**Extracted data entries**
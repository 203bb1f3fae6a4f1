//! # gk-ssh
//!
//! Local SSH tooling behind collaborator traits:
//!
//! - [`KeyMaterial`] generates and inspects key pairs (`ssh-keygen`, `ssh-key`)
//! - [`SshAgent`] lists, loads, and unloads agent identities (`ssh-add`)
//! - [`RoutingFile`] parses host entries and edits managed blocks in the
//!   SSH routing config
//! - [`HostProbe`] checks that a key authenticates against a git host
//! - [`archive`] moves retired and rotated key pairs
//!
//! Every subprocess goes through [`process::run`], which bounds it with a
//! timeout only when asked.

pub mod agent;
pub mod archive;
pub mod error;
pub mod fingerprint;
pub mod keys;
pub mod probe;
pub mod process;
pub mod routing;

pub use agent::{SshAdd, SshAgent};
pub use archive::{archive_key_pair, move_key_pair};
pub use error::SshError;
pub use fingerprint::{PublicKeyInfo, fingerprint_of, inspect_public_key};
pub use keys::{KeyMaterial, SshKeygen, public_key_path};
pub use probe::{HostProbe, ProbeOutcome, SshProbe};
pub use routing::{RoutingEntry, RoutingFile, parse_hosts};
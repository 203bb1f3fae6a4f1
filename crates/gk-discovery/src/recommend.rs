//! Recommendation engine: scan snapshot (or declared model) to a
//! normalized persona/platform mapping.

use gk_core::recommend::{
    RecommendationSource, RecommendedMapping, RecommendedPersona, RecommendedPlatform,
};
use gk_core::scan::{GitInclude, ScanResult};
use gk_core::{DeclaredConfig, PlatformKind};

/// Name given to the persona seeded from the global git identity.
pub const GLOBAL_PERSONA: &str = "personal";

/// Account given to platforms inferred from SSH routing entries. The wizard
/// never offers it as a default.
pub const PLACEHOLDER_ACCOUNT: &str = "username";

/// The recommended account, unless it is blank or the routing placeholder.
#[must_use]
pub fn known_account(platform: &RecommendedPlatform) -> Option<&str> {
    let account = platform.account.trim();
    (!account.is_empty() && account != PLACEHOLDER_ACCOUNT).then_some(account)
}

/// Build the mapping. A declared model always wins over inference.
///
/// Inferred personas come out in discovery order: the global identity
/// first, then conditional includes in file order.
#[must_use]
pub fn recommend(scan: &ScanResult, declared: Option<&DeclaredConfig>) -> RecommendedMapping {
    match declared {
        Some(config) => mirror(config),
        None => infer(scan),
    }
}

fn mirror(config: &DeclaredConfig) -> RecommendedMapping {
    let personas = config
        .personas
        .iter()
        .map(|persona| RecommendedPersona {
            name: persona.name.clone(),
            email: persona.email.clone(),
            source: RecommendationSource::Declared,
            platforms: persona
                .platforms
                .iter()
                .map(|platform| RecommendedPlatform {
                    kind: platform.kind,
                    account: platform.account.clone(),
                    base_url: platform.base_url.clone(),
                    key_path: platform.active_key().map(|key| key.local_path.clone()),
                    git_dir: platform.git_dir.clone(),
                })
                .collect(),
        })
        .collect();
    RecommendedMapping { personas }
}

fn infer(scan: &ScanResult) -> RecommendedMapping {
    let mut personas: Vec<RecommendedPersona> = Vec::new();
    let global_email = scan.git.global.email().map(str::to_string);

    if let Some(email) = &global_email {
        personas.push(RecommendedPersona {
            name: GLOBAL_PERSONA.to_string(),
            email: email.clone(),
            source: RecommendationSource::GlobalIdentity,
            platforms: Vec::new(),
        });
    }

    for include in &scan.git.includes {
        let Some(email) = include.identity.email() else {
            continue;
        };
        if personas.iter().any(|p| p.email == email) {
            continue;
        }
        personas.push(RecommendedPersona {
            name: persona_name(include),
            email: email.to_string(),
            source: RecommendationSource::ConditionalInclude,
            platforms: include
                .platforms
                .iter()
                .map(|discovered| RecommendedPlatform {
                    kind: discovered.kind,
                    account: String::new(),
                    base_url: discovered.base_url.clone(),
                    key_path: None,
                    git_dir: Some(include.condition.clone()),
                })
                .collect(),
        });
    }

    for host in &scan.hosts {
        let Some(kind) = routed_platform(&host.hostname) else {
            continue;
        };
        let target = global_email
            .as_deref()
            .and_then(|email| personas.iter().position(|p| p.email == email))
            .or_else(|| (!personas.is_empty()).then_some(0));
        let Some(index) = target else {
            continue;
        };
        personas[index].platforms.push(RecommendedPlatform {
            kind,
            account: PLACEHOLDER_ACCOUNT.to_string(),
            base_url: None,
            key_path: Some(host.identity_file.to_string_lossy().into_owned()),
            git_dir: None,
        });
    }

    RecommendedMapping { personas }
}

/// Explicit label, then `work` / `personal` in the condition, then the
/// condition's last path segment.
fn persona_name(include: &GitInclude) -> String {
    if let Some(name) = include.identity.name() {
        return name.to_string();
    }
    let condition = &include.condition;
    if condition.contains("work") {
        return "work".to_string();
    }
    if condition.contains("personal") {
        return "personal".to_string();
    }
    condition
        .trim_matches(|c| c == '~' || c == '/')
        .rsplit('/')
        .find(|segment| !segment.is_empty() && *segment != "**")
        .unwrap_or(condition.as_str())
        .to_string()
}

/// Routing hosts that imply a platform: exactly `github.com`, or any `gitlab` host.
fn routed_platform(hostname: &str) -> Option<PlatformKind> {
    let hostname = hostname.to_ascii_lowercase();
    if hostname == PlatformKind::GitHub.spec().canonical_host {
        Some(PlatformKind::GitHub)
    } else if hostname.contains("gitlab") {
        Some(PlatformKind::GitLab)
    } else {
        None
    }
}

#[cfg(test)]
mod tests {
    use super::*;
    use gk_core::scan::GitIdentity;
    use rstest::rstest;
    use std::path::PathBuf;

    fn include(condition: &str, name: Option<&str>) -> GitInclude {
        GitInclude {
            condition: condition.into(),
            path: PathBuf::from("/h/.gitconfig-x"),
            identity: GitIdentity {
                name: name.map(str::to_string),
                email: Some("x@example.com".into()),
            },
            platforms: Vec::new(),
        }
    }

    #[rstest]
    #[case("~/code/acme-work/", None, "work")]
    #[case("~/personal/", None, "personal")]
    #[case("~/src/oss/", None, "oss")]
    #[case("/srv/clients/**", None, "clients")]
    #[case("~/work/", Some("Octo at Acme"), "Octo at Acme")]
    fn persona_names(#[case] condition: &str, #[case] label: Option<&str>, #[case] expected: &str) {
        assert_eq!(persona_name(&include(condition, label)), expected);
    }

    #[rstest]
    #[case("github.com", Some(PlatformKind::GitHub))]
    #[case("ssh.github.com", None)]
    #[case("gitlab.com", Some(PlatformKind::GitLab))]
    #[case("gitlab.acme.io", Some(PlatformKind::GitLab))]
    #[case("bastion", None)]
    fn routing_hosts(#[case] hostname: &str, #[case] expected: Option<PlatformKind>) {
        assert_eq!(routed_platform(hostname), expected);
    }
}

**What you are asked to do**
Every line above should be written out again, unchanged.

**Written response**
repository 203bb1f3fae6a4f1
//! # gk-ssh
//!
//! Local SSH tooling behind collaborator traits:
//!
//! - [`KeyMaterial`] generates and inspects key pairs (`ssh-keygen`, `ssh-key`)
//! - [`SshAgent`] lists, loads, and unloads agent identities (`ssh-add`)
//! - [`RoutingFile`] parses host entries and edits managed blocks in the
//!   SSH routing config
//! - [`HostProbe`] checks that a key authenticates against a git host
//! - [`archive`] moves retired and rotated key pairs
//!
//! Every subprocess goes through [`process::run`], which bounds it with a
//! timeout only when asked.

pub mod agent;
pub mod archive;
pub mod error;
pub mod fingerprint;
pub mod keys;
pub mod probe;
pub mod process;
pub mod routing;

pub use agent::{SshAdd, SshAgent};
pub use archive::{archive_key_pair, move_key_pair};
pub use error::SshError;
pub use fingerprint::{PublicKeyInfo, fingerprint_of, inspect_public_key};
pub use keys::{KeyMaterial, SshKeygen, public_key_path};
pub use probe::{HostProbe, ProbeOutcome, SshProbe};
pub use routing::{RoutingEntry, RoutingFile, parse_hosts};
repository 203bb1f3fae6a4f1
filename crates/gk-discovery/src/recommend.rs
//! Recommendation engine: scan snapshot (or declared model) to a
//! normalized persona/platform mapping.

use gk_core::recommend::{
    RecommendationSource, RecommendedMapping, RecommendedPersona, RecommendedPlatform,
};
use gk_core::scan::{GitInclude, ScanResult};
use gk_core::{DeclaredConfig, PlatformKind};

/// Name given to the persona seeded from the global git identity.
pub const GLOBAL_PERSONA: &str = "personal";

/// Account given to platforms inferred from SSH routing entries. The wizard
/// never offers it as a default.
pub const PLACEHOLDER_ACCOUNT: &str = "username";

/// The recommended account, unless it is blank or the routing placeholder.
#[must_use]
pub fn known_account(platform: &RecommendedPlatform) -> Option<&str> {
    let account = platform.account.trim();
    (!account.is_empty() && account != PLACEHOLDER_ACCOUNT).then_some(account)
}

/// Build the mapping. A declared model always wins over inference.
///
/// Inferred personas come out in discovery order: the global identity
/// first, then conditional includes in file order.
#[must_use]
pub fn recommend(scan: &ScanResult, declared: Option<&DeclaredConfig>) -> RecommendedMapping {
    match declared {
        Some(config) => mirror(config),
        None => infer(scan),
    }
}

fn mirror(config: &DeclaredConfig) -> RecommendedMapping {
    let personas = config
        .personas
        .iter()
        .map(|persona| RecommendedPersona {
            name: persona.name.clone(),
            email: persona.email.clone(),
            source: RecommendationSource::Declared,
            platforms: persona
                .platforms
                .iter()
                .map(|platform| RecommendedPlatform {
                    kind: platform.kind,
                    account: platform.account.clone(),
                    base_url: platform.base_url.clone(),
                    key_path: platform.active_key().map(|key| key.local_path.clone()),
                    git_dir: platform.git_dir.clone(),
                })
                .collect(),
        })
        .collect();
    RecommendedMapping { personas }
}

fn infer(scan: &ScanResult) -> RecommendedMapping {
    let mut personas: Vec<RecommendedPersona> = Vec::new();
    let global_email = scan.git.global.email().map(str::to_string);

    if let Some(email) = &global_email {
        personas.push(RecommendedPersona {
            name: GLOBAL_PERSONA.to_string(),
            email: email.clone(),
            source: RecommendationSource::GlobalIdentity,
            platforms: Vec::new(),
        });
    }

    for include in &scan.git.includes {
        let Some(email) = include.identity.email() else {
            continue;
        };
        if personas.iter().any(|p| p.email == email) {
            continue;
        }
        personas.push(RecommendedPersona {
            name: persona_name(include),
            email: email.to_string(),
            source: RecommendationSource::ConditionalInclude,
            platforms: include
                .platforms
                .iter()
                .map(|discovered| RecommendedPlatform {
                    kind: discovered.kind,
                    account: String::new(),
                    base_url: discovered.base_url.clone(),
                    key_path: None,
                    git_dir: Some(include.condition.clone()),
                })
                .collect(),
        });
    }

    for host in &scan.hosts {
        let Some(kind) = routed_platform(&host.hostname) else {
            continue;
        };
        let target = global_email
            .as_deref()
            .and_then(|email| personas.iter().position(|p| p.email == email))
            .or_else(|| (!personas.is_empty()).then_some(0));
        let Some(index) = target else {
            continue;
        };
        personas[index].platforms.push(RecommendedPlatform {
            kind,
            account: PLACEHOLDER_ACCOUNT.to_string(),
            base_url: None,
            key_path: Some(host.identity_file.to_string_lossy().into_owned()),
            git_dir: None,
        });
    }

    RecommendedMapping { personas }
}

/// Explicit label, then `work` / `personal` in the condition, then the
/// condition's last path segment.
fn persona_name(include: &GitInclude) -> String {
    if let Some(name) = include.identity.name() {
        return name.to_string();
    }
    let condition = &include.condition;
    if condition.contains("work") {
        return "work".to_string();
    }
    if condition.contains("personal") {
        return "personal".to_string();
    }
    condition
        .trim_matches(|c| c == '~' || c == '/')
        .rsplit('/')
        .find(|segment| !segment.is_empty() && *segment != "**")
        .unwrap_or(condition.as_str())
        .to_string()
}

/// Routing hosts that imply a platform: exactly `github.com`, or any `gitlab` host.
fn routed_platform(hostname: &str) -> Option<PlatformKind> {
    let hostname = hostname.to_ascii_lowercase();
    if hostname == PlatformKind::GitHub.spec().canonical_host {
        Some(PlatformKind::GitHub)
    } else if hostname.contains("gitlab") {
        Some(PlatformKind::GitLab)
    } else {
        None
    }
}

#[cfg(test)]
mod tests {
    use super::*;
    use gk_core::scan::GitIdentity;
    use rstest::rstest;
    use std::path::PathBuf;

    fn include(condition: &str, name: Option<&str>) -> GitInclude {
        GitInclude {
            condition: condition.into(),
            path: PathBuf::from("/h/.gitconfig-x"),
            identity: GitIdentity {
                name: name.map(str::to_string),
                email: Some("x@example.com".into()),
            },
            platforms: Vec::new(),
        }
    }

    #[rstest]
    #[case("~/code/acme-work/", None, "work")]
    #[case("~/personal/", None, "personal")]
    #[case("~/src/oss/", None, "oss")]
    #[case("/srv/clients/**", None, "clients")]
    #[case("~/work/", Some("Octo at Acme"), "Octo at Acme")]
    fn persona_names(#[case] condition: &str, #[case] label: Option<&str>, #[case] expected: &str) {
        assert_eq!(persona_name(&include(condition, label)), expected);
    }

    #[rstest]
    #[case("github.com", Some(PlatformKind::GitHub))]
    #[case("ssh.github.com", None)]
    #[case("gitlab.com", Some(PlatformKind::GitLab))]
    #[case("gitlab.acme.io", Some(PlatformKind::GitLab))]
    #[case("bastion", None)]
    fn routing_hosts(#[case] hostname: &str, #[case] expected: Option<PlatformKind>) {
        assert_eq!(routed_platform(hostname), expected);
    }
}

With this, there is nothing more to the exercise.